Peut-être qu'il était temps pour eux de parler, de vivre, d'avoir enfin quelque chose auquel se raccrocher. Astrid n'était plus son soldat, elle n'était même pas sure d'un jour remettre les pieds sur un terrain d'entraînement. Elle n'avait plus rien à prouver. Et dans un sens, elle n'était plus qu'une femme qui survivait tous les jours avec les démons et les cauchemars de son passé. Durant sa dernière séance chez le psy, il avait fait ressortir de sa mémoire des détails troublants. Elle avait avoué allonger sur le divan le regret presque constant d'avoir certes laissé tomber son équipe, ses hommes, mais surtout d'être parti sur un baiser. De ne pas avoir avoué son amour pour Colin. Il serait clairement mentir de dire qu'elle n'avait pas sa petite idée en tête quand elle lui avait proposé de venir. Après cette année latente, à ne pas savoir la réciprocité de ses sentiments : Astrid avait espéré que l'avoir près d'elle permettrait d'avoir cette discussion pouvant amener à de grandes choses ou bien l'achever un peu plus.
Cette discussion, elle était en train de l'avoir ou plutôt de la savourer par le baiser que lui donnait Colin.

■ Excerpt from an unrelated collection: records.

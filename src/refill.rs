//! The buffer-consumed handler.
//!
//! [`RefillContext`] holds everything the handler touches: the sink, the fixed buffers,
//! the open session and the flush counter. Each completion reported by the sink runs
//! [`RefillContext::on_buffer_consumed`] once, which issues exactly one write (or none
//! when idle). The handler never allocates and never returns an error.

use crate::buffers::BufferPool;
use crate::error::Result;
use crate::playback::{PlayState, PlaybackSession};
use crate::sink::{CompletionNotifier, OutputSink, SinkFormat};
use crate::state::{EngineState, flush_cycle_count};
use std::fs::File;
use std::io::{Read, Seek};

pub(crate) struct RefillContext<S, R = File> {
    sink: S,
    buffers: BufferPool,
    session: Option<PlaybackSession<R>>,
    /// Silence writes per flush, fixed when the sink is started
    flush_cycles: u32,
    flush_remaining: u32,
    /// Generation of the notifier handed to the sink at the last start
    generation: u64,
}

impl<S: OutputSink, R: Read + Seek> RefillContext<S, R> {
    pub fn new(sink: S, buffers: BufferPool) -> Self {
        Self {
            sink,
            buffers,
            session: None,
            flush_cycles: 0,
            flush_remaining: 0,
            generation: 0,
        }
    }

    pub fn generation(&self) -> u64 {
        self.generation
    }

    #[cfg(test)]
    pub fn flush_cycles(&self) -> u32 {
        self.flush_cycles
    }

    #[cfg(test)]
    pub fn sink(&self) -> &S {
        &self.sink
    }

    /// Reconfigure the sink for `session` and start streaming it.
    ///
    /// The caller has already moved the engine to `Idle` and torn the sink down. On
    /// error the engine stays `Idle`.
    pub fn start(
        &mut self,
        session: PlaybackSession<R>,
        notifier: CompletionNotifier,
        generation: u64,
        state: &EngineState,
    ) -> Result<()> {
        let format = SinkFormat::from(session.header());
        self.sink.configure(format, notifier)?;

        self.generation = generation;
        self.flush_cycles =
            flush_cycle_count(self.sink.internal_buffer_len(), self.buffers.silence_len());
        self.flush_remaining = self.flush_cycles;
        log::debug!(
            "Sink started, {} silence writes per flush",
            self.flush_cycles
        );
        self.session = Some(session);
        state.set(PlayState::Playing);

        // First write primes the sink; every later one answers a completion
        self.write_silence();
        self.sink.set_amplifier(true);
        Ok(())
    }

    /// Amplifier off, session closed, sink torn down
    pub fn shut_down(&mut self) {
        self.sink.set_amplifier(false);
        self.sink.deinit();
        if self.session.take().is_some() {
            log::debug!("Closed session on teardown");
        }
    }

    pub fn on_buffer_consumed(&mut self, state: &EngineState) {
        match state.get() {
            PlayState::Playing => self.refill(state),
            PlayState::Flushing => self.flush(state),
            PlayState::Stopped => self.write_silence(),
            PlayState::Idle => {}
        }
    }

    fn refill(&mut self, state: &EngineState) {
        let num_read = match self.session.as_mut() {
            Some(session) => session.next_chunk(self.buffers.stream_mut()),
            None => 0,
        };

        if num_read == 0 {
            if let Some(session) = self.session.take() {
                log::debug!(
                    "End of stream after {} bytes, flushing",
                    session.bytes_delivered()
                );
            }
            state.transition(PlayState::Playing, PlayState::Flushing);
            self.write_silence();
            return;
        }

        if let Err(e) = self.sink.write(self.buffers.stream(num_read)) {
            log::error!("Sink rejected {} byte sample buffer: {}", num_read, e);
        }
    }

    fn flush(&mut self, state: &EngineState) {
        if self.session.take().is_some() {
            log::debug!("Stop requested, closed session");
        }

        self.write_silence();
        self.flush_remaining = self.flush_remaining.saturating_sub(1);
        if self.flush_remaining == 0 {
            state.transition(PlayState::Flushing, PlayState::Stopped);
        }
    }

    fn write_silence(&mut self) {
        if let Err(e) = self.sink.write(self.buffers.silence()) {
            log::error!("Sink rejected silence buffer: {}", e);
        }
    }
}
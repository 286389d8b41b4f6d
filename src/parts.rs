#![warn(missing_docs)]
#![warn(clippy::missing_docs_in_private_items)]

//! Turns exam photos and answer-key PDFs into base64 inline parts.

use std::path::Path;

use base64::{Engine as _, engine::general_purpose::STANDARD as Base64};
use futures::future::try_join_all;
use serde::{Deserialize, Serialize};

use crate::error::GradeError;

/// A file's contents as base64 text, tagged with its MIME type.
#[derive(Debug, Clone, PartialEq, Eq, Serialize, Deserialize)]
#[serde(rename_all = "camelCase")]
pub struct EncodedFilePart {
    /// MIME type, eg. `image/jpeg` or `application/pdf`
    mime_type: String,
    /// Standard (padded) base64 of the file contents
    data:      String,
}

impl EncodedFilePart {
    /// Returns the MIME type of the encoded file.
    pub fn mime_type(&self) -> &str {
        &self.mime_type
    }

    /// Returns the base64 payload.
    pub fn data(&self) -> &str {
        &self.data
    }

    /// Decodes the payload back into raw bytes.
    pub fn decode(&self) -> Result<Vec<u8>, base64::DecodeError> {
        Base64.decode(&self.data)
    }
}

/// Encodes an in-memory buffer.
pub fn encode_bytes(bytes: &[u8], mime_type: impl Into<String>) -> EncodedFilePart {
    EncodedFilePart {
        mime_type: mime_type.into(),
        data:      Base64.encode(bytes),
    }
}

/// Guesses the MIME type of a file from its extension, falling back to
/// `application/octet-stream`.
pub fn mime_type_for(path: &Path) -> String {
    mime_guess::from_path(path)
        .first_or_octet_stream()
        .essence_str()
        .to_string()
}

/// Reads and encodes a file, guessing its MIME type from the extension.
pub async fn encode_file(path: impl AsRef<Path>) -> Result<EncodedFilePart, GradeError> {
    let path = path.as_ref();
    encode_file_as(path, mime_type_for(path)).await
}

/// Reads and encodes a file with an explicit MIME type.
pub async fn encode_file_as(
    path: impl AsRef<Path>,
    mime_type: impl Into<String>,
) -> Result<EncodedFilePart, GradeError> {
    let path = path.as_ref();
    let bytes = tokio::fs::read(path)
        .await
        .map_err(|source| GradeError::Encode {
            path: path.to_path_buf(),
            source,
        })?;
    tracing::debug!("Encoded {} ({} bytes)", path.display(), bytes.len());

    Ok(encode_bytes(&bytes, mime_type))
}

/// Encodes every file concurrently.
///
/// The output order matches `paths` whatever order the reads finish in. The
/// first failure aborts the whole batch.
pub async fn encode_all<P: AsRef<Path>>(paths: &[P]) -> Result<Vec<EncodedFilePart>, GradeError> {
    try_join_all(paths.iter().map(|path| encode_file(path))).await
}
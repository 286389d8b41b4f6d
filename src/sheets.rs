#![warn(missing_docs)]
#![warn(clippy::missing_docs_in_private_items)]

//! Thin wrapper over the Google Sheets v4 REST API: list the tabs of a
//! spreadsheet and append grading rows to one of them.

use std::sync::LazyLock;

use bon::Builder;
use regex::Regex;
use reqwest::{Client, Response, Url};
use serde::{Deserialize, Serialize};
use serde_json::json;
use tabled::Tabled;

use crate::error::SheetsError;

/// API root used by [`SheetsClient`] unless overridden.
pub const DEFAULT_SHEETS_ENDPOINT: &str = "https://sheets.googleapis.com/v4";

/// OAuth scope a token needs for reading and appending.
pub const SHEETS_SCOPE: &str = "https://www.googleapis.com/auth/spreadsheets";

/// Columns written by [`SheetsClient::append_row`].
pub const APPEND_COLUMNS: &str = "A:F";

/// Matches the id segment of a spreadsheet link.
static SPREADSHEET_ID: LazyLock<Regex> =
    LazyLock::new(|| Regex::new(r"/d/([a-zA-Z0-9_-]+)").expect("spreadsheet id regex"));

/// Pulls the spreadsheet id out of a link such as
/// `https://docs.google.com/spreadsheets/d/<id>/edit#gid=0`.
pub fn extract_spreadsheet_id(url: &str) -> Option<String> {
    SPREADSHEET_ID
        .captures(url)
        .and_then(|c| c.get(1))
        .map(|m| m.as_str().to_string())
}

/// Builds the A1 range for appends, quoting the sheet title.
pub fn append_range(sheet_title: &str) -> String {
    format!("'{}'!{APPEND_COLUMNS}", sheet_title.replace('\'', "''"))
}

/// One tab of a spreadsheet.
#[derive(Tabled, Debug, Clone, PartialEq, Eq, Serialize, Deserialize)]
pub struct Worksheet {
    #[tabled(rename = "ID")]
    /// * `id`: numeric sheet id
    pub id:    i64,
    #[tabled(rename = "Title")]
    /// * `title`: tab name, used in ranges
    pub title: String,
}

/// Subset of the `spreadsheets.get` response we read.
#[derive(Deserialize)]
struct SpreadsheetResponse {
    /// Tabs of the spreadsheet
    #[serde(default)]
    sheets: Vec<SheetEntry>,
}

/// Wrapper around a sheet's properties.
#[derive(Deserialize)]
struct SheetEntry {
    /// Sheet properties
    properties: SheetProperties,
}

/// The sheet properties we care about.
#[derive(Deserialize)]
#[serde(rename_all = "camelCase")]
struct SheetProperties {
    /// Numeric id
    sheet_id: i64,
    /// Tab name
    title:    String,
}

/// What an append wrote.
#[derive(Debug, Clone, Default, Deserialize)]
#[serde(rename_all = "camelCase")]
pub struct AppendResult {
    /// Details of the written cells
    #[serde(default)]
    pub updates: Option<AppendUpdates>,
}

/// Cells touched by an append.
#[derive(Debug, Clone, Default, Deserialize)]
#[serde(rename_all = "camelCase")]
pub struct AppendUpdates {
    /// A1 range that was written
    pub updated_range: Option<String>,
    /// Number of rows written
    pub updated_rows:  Option<i64>,
}

/// Authenticated Google Sheets client.
#[derive(Clone, Builder)]
#[builder(on(String, into))]
pub struct SheetsClient {
    /// Shared HTTP client
    #[builder(default)]
    http:         Client,
    /// OAuth bearer token with [`SHEETS_SCOPE`]
    access_token: String,
    /// API root
    #[builder(default = DEFAULT_SHEETS_ENDPOINT.to_string())]
    endpoint:     String,
}

impl SheetsClient {
    /// Builds a client from an optional stored token.
    pub fn authenticated(http: Client, token: Option<String>) -> Result<Self, SheetsError> {
        let token = token
            .filter(|t| !t.trim().is_empty())
            .ok_or(SheetsError::NotAuthenticated)?;
        Ok(Self::builder().http(http).access_token(token).build())
    }

    /// Joins `segments` onto the API root, percent-encoding each one.
    pub fn url(&self, segments: &[&str]) -> Result<Url, SheetsError> {
        let invalid = || SheetsError::InvalidEndpoint(self.endpoint.clone());
        let mut url = Url::parse(&self.endpoint).map_err(|_| invalid())?;
        url.path_segments_mut()
            .map_err(|_| invalid())?
            .pop_if_empty()
            .extend(segments);
        Ok(url)
    }

    /// Lists the tabs of a spreadsheet.
    pub async fn fetch_worksheets(&self, spreadsheet_id: &str) -> Result<Vec<Worksheet>, SheetsError> {
        let url = self.url(&["spreadsheets", spreadsheet_id])?;
        let response = self
            .http
            .get(url)
            .bearer_auth(&self.access_token)
            .query(&[("fields", "sheets.properties(sheetId,title)")])
            .send()
            .await?;

        let body: SpreadsheetResponse = check_status(response).await?.json().await?;
        Ok(body
            .sheets
            .into_iter()
            .map(|s| Worksheet {
                id:    s.properties.sheet_id,
                title: s.properties.title,
            })
            .collect())
    }

    /// Appends one row below the existing data of `sheet_title`.
    pub async fn append_row(
        &self,
        spreadsheet_id: &str,
        sheet_title: &str,
        values: Vec<String>,
    ) -> Result<AppendResult, SheetsError> {
        let range = append_range(sheet_title);
        let url = self.url(&["spreadsheets", spreadsheet_id, "values", &format!("{range}:append")])?;

        let response = self
            .http
            .post(url)
            .bearer_auth(&self.access_token)
            .query(&[("valueInputOption", "USER_ENTERED")])
            .json(&json!({ "values": [values] }))
            .send()
            .await?;

        let result: AppendResult = check_status(response).await?.json().await?;
        tracing::info!(
            "Appended row to {}",
            result
                .updates
                .as_ref()
                .and_then(|u| u.updated_range.as_deref())
                .unwrap_or(&range)
        );
        Ok(result)
    }
}

/// Turns a non-success response into [`SheetsError::Status`].
async fn check_status(response: Response) -> Result<Response, SheetsError> {
    let status = response.status();
    if status.is_success() {
        return Ok(response);
    }

    let body = response.text().await.unwrap_or_default();
    tracing::error!("Google Sheets API returned {status}: {body}");
    Err(SheetsError::Status { status, body })
}
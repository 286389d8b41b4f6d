#![warn(missing_docs)]
#![warn(clippy::missing_docs_in_private_items)]

use std::path::PathBuf;

use reqwest::StatusCode;

/// Errors raised while talking to the Gemini `generateContent` endpoint.
#[derive(thiserror::Error, Debug)]
pub enum GeminiError {
    /// The request never produced an HTTP response.
    #[error("Could not reach the Gemini API")]
    Transport(#[from] reqwest::Error),
    /// Gemini answered with a non-success status (bad key, quota, ...).
    #[error("Gemini API returned {status}: {body}")]
    Status {
        /// HTTP status code
        status: StatusCode,
        /// Raw response body, usually a JSON error object
        body:   String,
    },
    /// The response envelope did not match the expected shape.
    #[error("Could not decode the Gemini response envelope: {body}")]
    Decode {
        /// serde_json failure
        #[source]
        source: serde_json::Error,
        /// Raw response body
        body:   String,
    },
    /// Gemini returned no candidate text at all.
    #[error("Gemini returned no text{}", blocked_suffix(.block_reason))]
    EmptyResponse {
        /// `promptFeedback.blockReason`, if the prompt was blocked
        block_reason: Option<String>,
    },
}

/// Renders the optional block reason for [`GeminiError::EmptyResponse`].
fn blocked_suffix(reason: &Option<String>) -> String {
    reason
        .as_ref()
        .map(|r| format!(" (blocked: {r})"))
        .unwrap_or_default()
}

/// Errors surfaced by answer-key extraction and exam grading.
///
/// Malformed model output never shows up here; the interpreter recovers from
/// it locally.
#[derive(thiserror::Error, Debug)]
pub enum GradeError {
    /// An exam page or answer-key file could not be read.
    #[error("Could not read {}", .path.display())]
    Encode {
        /// File that failed to load
        path:   PathBuf,
        /// Underlying I/O failure
        #[source]
        source: std::io::Error,
    },
    /// A grading request was built without any exam pages.
    #[error("At least one exam page is required to grade an exam")]
    NoExamPages,
    /// The model call failed.
    #[error(transparent)]
    Model(#[from] GeminiError),
}

/// Errors raised by the Google Sheets wrapper.
#[derive(thiserror::Error, Debug)]
pub enum SheetsError {
    /// No access token, or the stored one has expired.
    #[error(
        "Not authenticated with Google; run `examgrader setup --google-token ...` with a token \
         granted the {} scope",
        crate::sheets::SHEETS_SCOPE
    )]
    NotAuthenticated,
    /// The sheet link does not contain a spreadsheet id.
    #[error("Could not find a spreadsheet id in `{0}`")]
    InvalidLink(String),
    /// The configured API root is not a usable base URL.
    #[error("Invalid Google Sheets endpoint `{0}`")]
    InvalidEndpoint(String),
    /// Transport failure.
    #[error("Could not reach the Google Sheets API")]
    Transport(#[from] reqwest::Error),
    /// Non-success HTTP status.
    #[error("Google Sheets API returned {status}: {body}")]
    Status {
        /// HTTP status code
        status: StatusCode,
        /// Raw response body
        body:   String,
    },
}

Faisant tomber une à une les barrières érigées pour se protéger, pour se convaincre qu'il n'y avait rien qu'un profond respect et une sincère amitié entre eux ; elle se rendait alors que son cœur se gonflait d'allégresse et que ce n'était pas à cause de la peur que son cœur s'accélérait, mais bien a d'un bonheur qui semblait partager. Ses mains savouraient la sensation de toucher une peau tant de fois admirée au détour d'une tente dans le désert d'Afgha. Pressant son corps contre le sien pour l'intimer de ne pas oser s'éloigner d'elle, elle avait besoin de ce contact. Pour se prouver que ce n'était pas un de ces rêves qu'elle avait et dont elle se réveillait encore plus triste qu'au coucher.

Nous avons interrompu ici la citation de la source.